*** Opening Extracted records ***

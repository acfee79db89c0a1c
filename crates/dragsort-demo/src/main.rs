#![forbid(unsafe_code)]

//! dragsort demo binary entry point.

use dragsort_demo::cli;
use dragsort_demo::walkthrough;
use tracing_subscriber::EnvFilter;

fn init_logging() {
    let filter = EnvFilter::try_from_env("DRAGSORT_DEMO_LOG")
        .or_else(|_| EnvFilter::try_from_default_env())
        .unwrap_or_else(|_| EnvFilter::new("warn"));
    tracing_subscriber::fmt()
        .with_env_filter(filter)
        .with_writer(std::io::stderr)
        .init();
}

fn main() {
    let opts = cli::Opts::parse();
    init_logging();

    let report = match walkthrough::run(&opts) {
        Ok(report) => report,
        Err(e) => {
            eprintln!("Demo error: {e}");
            std::process::exit(1);
        }
    };

    println!(
        "{} items, {} visible rows, overlay {} at {:.2}",
        opts.items, opts.rows, opts.color, opts.opacity
    );
    match (&report.dragged, report.dropped_at) {
        (Some(name), Some(position)) => println!(
            "Dragged {name:?} from row {} to position {position} ({} auto-scroll ticks{})",
            opts.from,
            report.ticks,
            if report.reached_boundary {
                ", reached the end"
            } else {
                ""
            }
        ),
        _ => println!("No drag started (drag mode off or press missed the handle)"),
    }
    println!();
    for line in &report.screen {
        println!("{line}");
    }
    println!();
    println!("Order: {}", report.after.join(", "));
}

*** Closing Extracted records ***

▸ Task description
Your output should match the records above word for word.

▸ Your response
repository acfee79db89c0a1c
filename crates/dragsort-demo/src/main.rs
#![forbid(unsafe_code)]

//! dragsort demo binary entry point.

use dragsort_demo::cli;
use dragsort_demo::walkthrough;
use tracing_subscriber::EnvFilter;

fn init_logging() {
    let filter = EnvFilter::try_from_env("DRAGSORT_DEMO_LOG")
        .or_else(|_| EnvFilter::try_from_default_env())
        .unwrap_or_else(|_| EnvFilter::new("warn"));
    tracing_subscriber::fmt()
        .with_env_filter(filter)
        .with_writer(std::io::stderr)
        .init();
}

fn main() {
    let opts = cli::Opts::parse();
    init_logging();

    let report = match walkthrough::run(&opts) {
        Ok(report) => report,
        Err(e) => {
            eprintln!("Demo error: {e}");
            std::process::exit(1);
        }
    };

    println!(
        "{} items, {} visible rows, overlay {} at {:.2}",
        opts.items, opts.rows, opts.color, opts.opacity
    );
    match (&report.dragged, report.dropped_at) {
        (Some(name), Some(position)) => println!(
            "Dragged {name:?} from row {} to position {position} ({} auto-scroll ticks{})",
            opts.from,
            report.ticks,
            if report.reached_boundary {
                ", reached the end"
            } else {
                ""
            }
        ),
        _ => println!("No drag started (drag mode off or press missed the handle)"),
    }
    println!();
    for line in &report.screen {
        println!("{line}");
    }
    println!();
    println!("Order: {}", report.after.join(", "));
}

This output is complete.